First, there needs to be some explicit clarification about what "this" is. I would think it can't bear the Luminous-Landscape imprimateur without at the very least the consent of Luminous-Landscape. This automatically means that L-L would need to devote some resources at least to vet what's being done in its name, the prior issue for L-L I would imagine being whether this activity fits its role and purpose.
If it's not an L-L product, then I suppose one possibility is that it could revert to being a product of X members of the L-L Discussion Forum, with a very clear disclaimer about its relationship to L-L per se beyond that. Again something best discussed with Michael.
Then once it's "status" as a product is determined, something needs to be clearly articulated about its purpose. It could be anything, starting from a random collection of 150 images (if that's the number) which X photographers thought worthwhile enough to put into a book for others to see. That's the simplest reason to produce a book, but it's also why people post images on the internet. So is this "raison'd'etre" enough to grab peoples' attention and wallets? If not, then one is into thematic content and the editorial aspect becomes more pronounced and time-consuming.
If everything were really as simple as dumping a bunch of JPEGs into a canned format and letting the printer go at it, you may be right about the work estimate, other than for what I just mentioned above. But it may not be quite that simple. Have you seen the quality of blurb books? They're not bad, but there's better, and presumably there's file prep stuff which could be done to optimize the quality of what goes to blurb if they were the selected platform.

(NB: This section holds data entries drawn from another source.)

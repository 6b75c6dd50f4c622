// File: src/core/converter.rs
use crate::core::normalizer::is_space;
use crate::core::table::TransliterationTable;

/// Letter-by-letter Arabic to Latin converter, used when a token has no
/// curated dictionary entry.
#[derive(Debug, Clone, Copy, Default)]
pub struct TransliterationEngine {
    table: TransliterationTable,
}

impl TransliterationEngine {
    pub fn new() -> Self {
        Self { table: TransliterationTable::new() }
    }

    /// Transliterates one already-normalized token.
    ///
    /// Unmapped characters are carried through the substitution and then
    /// dropped along with anything else that is not an ASCII letter or
    /// whitespace. The result is capitalized as a single word.
    pub fn transliterate(&self, token: &str) -> String {
        let mut substituted = String::with_capacity(token.len() * 2);
        for c in token.chars() {
            match self.table.get(c) {
                Some(latin) => substituted.push_str(latin),
                None => substituted.push(c),
            }
        }

        let kept: String = substituted
            .chars()
            .filter(|&c| c.is_ascii_alphabetic() || is_space(c))
            .collect();

        capitalize(kept.trim_matches(is_space))
    }
}

/// Upper-cases the first character and lower-cases the rest.
fn capitalize(word: &str) -> String {
    let mut chars = word.chars();
    match chars.next() {
        Some(first) => first
            .to_uppercase()
            .chain(chars.flat_map(char::to_lowercase))
            .collect(),
        None => String::new(),
    }
}

#[cfg(test)]
mod tests {
    use super::*;

    #[test]
    fn unknown_name_is_spelled_out() {
        let engine = TransliterationEngine::new();
        assert_eq!(engine.transliterate("زيد"), "Zyd");
        assert_eq!(engine.transliterate("زيد"), engine.transliterate("زيد"));
    }

    #[test]
    fn digraphs_come_through() {
        let engine = TransliterationEngine::new();
        assert_eq!(engine.transliterate("شخص"), "Shkhs");
        assert_eq!(engine.transliterate("غيث"), "Ghyth");
    }

    #[test]
    fn latin_input_is_recased() {
        let engine = TransliterationEngine::new();
        assert_eq!(engine.transliterate("jOHN"), "John");
    }

    #[test]
    fn digits_and_punctuation_are_dropped() {
        let engine = TransliterationEngine::new();
        assert_eq!(engine.transliterate("بدر-2"), "Bdr");
        assert_eq!(engine.transliterate("٣٤"), "");
        assert_eq!(engine.transliterate("ئ"), "");
        assert_eq!(engine.transliterate(""), "");
    }
}
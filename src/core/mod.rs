// src/core/mod.rs

pub mod converter;
pub mod detect;
pub mod dictionary;
pub mod engine;
pub mod names;
pub mod normalizer;
pub mod table;
pub mod types;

Then you are into a question about whether all the submitters will produce quality and colour-managed consistent input to the printer, and who will make sure of that. With a bare minimum of specs and coordination you can produce a book which I expect will show what you get at that level of effort. You may not be totally thrilled with the outcome. Quality always demand effort and costs money - in just about anything I've ever laid my hands on, and I'd be surprised if this were an exception.
Let us turn to sales. How many copies, what profit and who gets it? If there were 150 contributors and each contributor bought at least one copy for the self-satisfaction of having a publication with a sample of their work in it, that would sell 150 copies. Maybe a number of people would buy several copies so they could hand them out as gifts on special occasions. So if on average we sold two copies per contributor, that's three hundred copies. And then there may be a number of sales beyond the contributor pool, depending on the marketing arrangement, which someone will need to proselitize and supervise, even if an outfit such as Blurb were to do the fulfillment. Over a period of a couple of years there may be several hundred more books sold, depending on the marketing, the level of interest and the quality (the product would need "marketable features" to pull this off). It's a competitive undertaking in an economic environment which really sucks and shows every sign of remaining that way for quite a while. Optimistically, there may be several thousand dollars of profit in it, but let's face it - this would be more for artistic emjoyment than anything else - which doesn't make it an invalid activity of course - but it does put a premium on quality, so one is back to whether a very non-organized, virtually random motif, implemented by Blurb, would really cut it, when one is trying to square the purpose with the product.